***** Records provided *****
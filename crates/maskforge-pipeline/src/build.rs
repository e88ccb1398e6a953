//! Invoking the external mask build tool
//!
//! One subprocess per build. Output is streamed line by line to a
//! [`LogSink`] while the tool runs; the exit status decides success. A failed
//! or timed-out build is a [`BuildStatus`], not an error: only a missing tool
//! binary is reported as `Err`, since it makes every further build pointless.

use crate::deps::{resolve_dependencies, DependencySet};
use crate::sink::LogSink;
use maskforge_core::{ForgeError, Result};
use maskforge_meta::{AssetKind, AssetMetadata, Project};
use std::io::ErrorKind;
use std::path::{Path, PathBuf};
use std::process::Stdio;
use std::sync::Arc;
use std::time::{Duration, Instant};
use tokio::io::{AsyncBufReadExt, AsyncRead, BufReader};
use tokio::process::Command;
use tokio::task::JoinHandle;

/// How to run the build tool
#[derive(Debug, Clone)]
pub struct BuildSettings {
    pub tool: PathBuf,
    /// Appended after the standard arguments
    pub extra_args: Vec<String>,
    pub timeout: Duration,
}

impl BuildSettings {
    pub fn new(tool: impl Into<PathBuf>) -> Self {
        Self {
            tool: tool.into(),
            extra_args: Vec::new(),
            timeout: Duration::from_secs(300),
        }
    }

    pub fn with_timeout(mut self, timeout: Duration) -> Self {
        self.timeout = timeout;
        self
    }
}

#[derive(Debug, Clone, PartialEq, Eq)]
pub enum BuildStatus {
    Succeeded,
    /// Non-zero exit, or killed by a signal (`exit_code` is `None`)
    Failed { exit_code: Option<i32> },
    TimedOut { after: Duration },
    /// The tool exists but could not be started
    SpawnFailed(String),
}

impl std::fmt::Display for BuildStatus {
    fn fmt(&self, f: &mut std::fmt::Formatter<'_>) -> std::fmt::Result {
        match self {
            BuildStatus::Succeeded => write!(f, "succeeded"),
            BuildStatus::Failed {
                exit_code: Some(code),
            } => write!(f, "exited with status {}", code),
            BuildStatus::Failed { exit_code: None } => write!(f, "terminated by signal"),
            BuildStatus::TimedOut { after } => write!(f, "timed out after {:?}", after),
            BuildStatus::SpawnFailed(reason) => write!(f, "could not start: {}", reason),
        }
    }
}

/// Result of one build: status plus dependencies resolved after the tool ran
#[derive(Debug, Clone)]
pub struct BuildOutcome {
    pub asset: PathBuf,
    pub status: BuildStatus,
    pub deps: DependencySet,
    pub duration: Duration,
}

impl BuildOutcome {
    pub fn ok(&self) -> bool {
        self.status == BuildStatus::Succeeded
    }
}

pub struct BuildOrchestrator {
    project: Project,
    settings: BuildSettings,
    sink: Arc<dyn LogSink>,
}

impl BuildOrchestrator {
    pub fn new(project: Project, settings: BuildSettings, sink: Arc<dyn LogSink>) -> Self {
        Self {
            project,
            settings,
            sink,
        }
    }

    pub fn project(&self) -> &Project {
        &self.project
    }

    pub fn settings(&self) -> &BuildSettings {
        &self.settings
    }

    /// Verify the build tool can be found, either as a path or on `PATH`.
    pub fn check_tool(&self) -> Result<PathBuf> {
        locate_binary(&self.settings.tool)
            .ok_or_else(|| ForgeError::ToolMissing(self.settings.tool.clone()))
    }

    pub async fn build_mask(&self, asset: &Path, metadata: &AssetMetadata) -> Result<BuildOutcome> {
        self.run(asset, metadata, false).await
    }

    pub async fn build_combo(&self, asset: &Path, metadata: &AssetMetadata) -> Result<BuildOutcome> {
        self.run(asset, metadata, true).await
    }

    /// Build either kind, dispatching on the metadata
    pub async fn build(&self, asset: &Path, metadata: &AssetMetadata) -> Result<BuildOutcome> {
        match metadata.kind {
            AssetKind::Mask => self.build_mask(asset, metadata).await,
            AssetKind::Combo => self.build_combo(asset, metadata).await,
        }
    }

    async fn run(&self, asset: &Path, metadata: &AssetMetadata, combo: bool) -> Result<BuildOutcome> {
        let start = Instant::now();
        let payload = serde_json::to_string(metadata)?;

        let mut cmd = Command::new(&self.settings.tool);
        cmd.arg(asset);
        if combo {
            cmd.arg("--combo");
        }
        cmd.arg("--root")
            .arg(self.project.root())
            .arg("--metadata")
            .arg(&payload)
            .args(&self.settings.extra_args)
            .current_dir(self.project.root())
            .stdin(Stdio::null())
            .stdout(Stdio::piped())
            .stderr(Stdio::piped())
            .kill_on_drop(true);

        tracing::info!(asset = %asset.display(), combo, "starting build");

        let mut child = match cmd.spawn() {
            Ok(child) => child,
            Err(e) if e.kind() == ErrorKind::NotFound => {
                return Err(ForgeError::ToolMissing(self.settings.tool.clone()));
            }
            Err(e) => {
                tracing::warn!(asset = %asset.display(), error = %e, "failed to start build tool");
                return Ok(self.finish(asset, metadata, BuildStatus::SpawnFailed(e.to_string()), start));
            }
        };

        let mut stdout_task = forward_lines(child.stdout.take(), asset, Arc::clone(&self.sink));
        let mut stderr_task = forward_lines(child.stderr.take(), asset, Arc::clone(&self.sink));

        // One deadline for the tool and for draining its output; descendants
        // of the tool can hold the pipes open after it exits.
        let deadline = tokio::time::Instant::now() + self.settings.timeout;
        let wait_result = tokio::time::timeout_at(deadline, child.wait()).await;
        let status = match wait_result {
            Ok(Ok(exit)) => {
                let drained = tokio::time::timeout_at(deadline, async {
                    let _ = (&mut stdout_task).await;
                    let _ = (&mut stderr_task).await;
                })
                .await;
                if drained.is_err() {
                    tracing::warn!(asset = %asset.display(), "tool exited but its output stayed open");
                    stdout_task.abort();
                    stderr_task.abort();
                    BuildStatus::TimedOut {
                        after: self.settings.timeout,
                    }
                } else if exit.success() {
                    BuildStatus::Succeeded
                } else {
                    BuildStatus::Failed {
                        exit_code: exit.code(),
                    }
                }
            }
            Ok(Err(e)) => {
                stdout_task.abort();
                stderr_task.abort();
                BuildStatus::SpawnFailed(e.to_string())
            }
            Err(_elapsed) => {
                if let Err(e) = child.kill().await {
                    tracing::warn!(asset = %asset.display(), error = %e, "failed to kill timed out build");
                }
                stdout_task.abort();
                stderr_task.abort();
                BuildStatus::TimedOut {
                    after: self.settings.timeout,
                }
            }
        };

        let outcome = self.finish(asset, metadata, status, start);
        if outcome.ok() {
            tracing::info!(asset = %asset.display(), elapsed = ?outcome.duration, "build succeeded");
        } else {
            tracing::warn!(asset = %asset.display(), status = %outcome.status, "build failed");
        }
        Ok(outcome)
    }

    fn finish(
        &self,
        asset: &Path,
        metadata: &AssetMetadata,
        status: BuildStatus,
        start: Instant,
    ) -> BuildOutcome {
        // The tool may have produced or moved inputs; resolve again.
        let deps = resolve_dependencies(&self.project, asset, metadata);
        BuildOutcome {
            asset: asset.to_path_buf(),
            status,
            deps,
            duration: start.elapsed(),
        }
    }
}

fn forward_lines<R>(stream: Option<R>, asset: &Path, sink: Arc<dyn LogSink>) -> JoinHandle<()>
where
    R: AsyncRead + Unpin + Send + 'static,
{
    let asset = asset.to_path_buf();
    tokio::spawn(async move {
        let Some(stream) = stream else { return };
        let mut reader = BufReader::new(stream);
        let mut buf = Vec::new();
        loop {
            buf.clear();
            match reader.read_until(b'\n', &mut buf).await {
                Ok(0) => break,
                Ok(_) => {
                    // Tool output is not always UTF-8 (Latin-1 file names).
                    let line = String::from_utf8_lossy(&buf);
                    sink.line(&asset, line.trim_end_matches(['\r', '\n']));
                }
                Err(e) => {
                    tracing::debug!(asset = %asset.display(), error = %e, "stopped reading tool output");
                    break;
                }
            }
        }
    })
}

/// Resolve a binary the way a shell would: paths with a separator are
/// checked directly, bare names are searched on `PATH`.
pub(crate) fn locate_binary(binary: &Path) -> Option<PathBuf> {
    if binary.components().count() > 1 || binary.is_absolute() {
        return binary.is_file().then(|| binary.to_path_buf());
    }
    let path_var = std::env::var_os("PATH")?;
    std::env::split_paths(&path_var)
        .flat_map(|dir| {
            let candidate = dir.join(binary);
            let exe = candidate.with_extension(std::env::consts::EXE_EXTENSION);
            [candidate, exe]
        })
        .find(|candidate| candidate.is_file())
}

#[cfg(all(test, unix))]
mod tests {
    use super::*;
    use crate::sink::MemorySink;
    use crate::testutil::{fake_tool, good_metadata, temp_dir};
    use maskforge_meta::Addition;
    use std::fs;

    fn orchestrator(dir: &Path, body: &str, sink: Arc<MemorySink>) -> BuildOrchestrator {
        let tool = fake_tool(dir, body);
        let settings = BuildSettings::new(tool).with_timeout(Duration::from_secs(10));
        BuildOrchestrator::new(Project::new(dir), settings, sink)
    }

    #[tokio::test]
    async fn test_success_streams_output() {
        let dir = temp_dir("build");
        let sink = Arc::new(MemorySink::new());
        let orch = orchestrator(&dir, "echo building \"$1\"\necho oops >&2\nexit 0", Arc::clone(&sink));
        let asset = dir.join("fox.fbx");

        let outcome = orch
            .build_mask(&asset, &good_metadata(AssetKind::Mask, "Fox"))
            .await
            .unwrap();

        assert!(outcome.ok());
        let lines = sink.lines_for(&asset);
        assert!(lines.contains(&format!("building {}", asset.display())));
        assert!(lines.contains(&"oops".to_string()));

        fs::remove_dir_all(&dir).ok();
    }

    #[tokio::test]
    async fn test_nonzero_exit_is_failure_with_deps() {
        let dir = temp_dir("build");
        let sink = Arc::new(MemorySink::new());
        let orch = orchestrator(&dir, "exit 3", sink);

        let mut meta = good_metadata(AssetKind::Mask, "Fox");
        meta.add_addition(Addition::new("image", "fur").with_param("file", "fur.png"))
            .unwrap();
        let outcome = orch.build_mask(&dir.join("fox.fbx"), &meta).await.unwrap();

        assert_eq!(outcome.status, BuildStatus::Failed { exit_code: Some(3) });
        assert!(outcome.deps.missing.contains("fur"));

        fs::remove_dir_all(&dir).ok();
    }

    #[tokio::test]
    async fn test_deps_resolved_after_tool_runs() {
        let dir = temp_dir("build");
        let sink = Arc::new(MemorySink::new());
        // The tool generates the texture as a side effect.
        let orch = orchestrator(&dir, "echo png > \"$(dirname \"$1\")/fur.png\"", sink);

        let mut meta = good_metadata(AssetKind::Mask, "Fox");
        meta.add_addition(Addition::new("image", "fur").with_param("file", "fur.png"))
            .unwrap();
        let outcome = orch.build_mask(&dir.join("fox.fbx"), &meta).await.unwrap();

        assert!(outcome.ok());
        assert!(outcome.deps.is_complete());
        assert!(outcome.deps.present.contains(&dir.join("fur.png")));

        fs::remove_dir_all(&dir).ok();
    }

    #[tokio::test]
    async fn test_combo_flag_passed() {
        let dir = temp_dir("build");
        let sink = Arc::new(MemorySink::new());
        let orch = orchestrator(&dir, "echo \"$2\"", Arc::clone(&sink));
        let duo = dir.join("duo.json");

        let outcome = orch
            .build(&duo, &good_metadata(AssetKind::Combo, "Duo"))
            .await
            .unwrap();
        assert!(outcome.ok());
        assert_eq!(sink.lines_for(&duo), vec!["--combo"]);

        fs::remove_dir_all(&dir).ok();
    }

    #[tokio::test]
    async fn test_timeout_is_recorded_not_hung() {
        let dir = temp_dir("build");
        let sink = Arc::new(MemorySink::new());
        let tool = fake_tool(&dir, "exec sleep 30");
        let settings = BuildSettings::new(tool).with_timeout(Duration::from_millis(200));
        let orch = BuildOrchestrator::new(Project::new(&dir), settings, sink);

        let outcome = orch
            .build_mask(&dir.join("fox.fbx"), &good_metadata(AssetKind::Mask, "Fox"))
            .await
            .unwrap();
        assert!(matches!(outcome.status, BuildStatus::TimedOut { .. }));
        assert!(outcome.duration < Duration::from_secs(10));

        fs::remove_dir_all(&dir).ok();
    }

    #[tokio::test]
    async fn test_output_held_open_by_descendant_times_out() {
        let dir = temp_dir("build");
        let sink = Arc::new(MemorySink::new());
        let tool = fake_tool(&dir, "sleep 30 &\necho done\nexit 0");
        let settings = BuildSettings::new(tool).with_timeout(Duration::from_millis(500));
        let orch = BuildOrchestrator::new(Project::new(&dir), settings, Arc::clone(&sink) as Arc<dyn LogSink>);
        let asset = dir.join("fox.fbx");

        let outcome = orch
            .build_mask(&asset, &good_metadata(AssetKind::Mask, "Fox"))
            .await
            .unwrap();
        assert!(matches!(outcome.status, BuildStatus::TimedOut { .. }));
        assert!(outcome.duration < Duration::from_secs(5));
        assert_eq!(sink.lines_for(&asset), vec!["done"]);

        fs::remove_dir_all(&dir).ok();
    }

    #[tokio::test]
    async fn test_non_utf8_output_keeps_streaming() {
        let dir = temp_dir("build");
        let sink = Arc::new(MemorySink::new());
        let orch = orchestrator(&dir, "printf 'before\\ncaf\\351\\r\\nafter\\n'", Arc::clone(&sink));
        let asset = dir.join("fox.fbx");

        let outcome = orch
            .build_mask(&asset, &good_metadata(AssetKind::Mask, "Fox"))
            .await
            .unwrap();
        assert!(outcome.ok());
        assert_eq!(sink.lines_for(&asset), vec!["before", "caf\u{fffd}", "after"]);

        fs::remove_dir_all(&dir).ok();
    }

    #[tokio::test]
    async fn test_missing_tool_is_error() {
        let dir = temp_dir("build");
        let settings = BuildSettings::new(dir.join("no-such-tool"));
        let orch = BuildOrchestrator::new(Project::new(&dir), settings, Arc::new(MemorySink::new()));

        assert!(matches!(orch.check_tool(), Err(ForgeError::ToolMissing(_))));
        let result = orch
            .build_mask(&dir.join("fox.fbx"), &good_metadata(AssetKind::Mask, "Fox"))
            .await;
        assert!(matches!(result, Err(ForgeError::ToolMissing(_))));

        fs::remove_dir_all(&dir).ok();
    }

    #[test]
    fn test_locate_binary_on_path() {
        assert!(locate_binary(Path::new("sh")).is_some());
        assert!(locate_binary(Path::new("maskforge-definitely-not-installed")).is_none());
    }
}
*****
## What the task asks
Which lines of the listing include the string "LogSink"? Pull them out.

## Exercise output
//! [`LogSink`] while the tool runs; the exit status decides success. A failed
use crate::sink::LogSink;
    sink: Arc<dyn LogSink>,
    pub fn new(project: Project, settings: BuildSettings, sink: Arc<dyn LogSink>) -> Self {
fn forward_lines<R>(stream: Option<R>, asset: &Path, sink: Arc<dyn LogSink>) -> JoinHandle<()>
        let orch = BuildOrchestrator::new(Project::new(&dir), settings, Arc::clone(&sink) as Arc<dyn LogSink>);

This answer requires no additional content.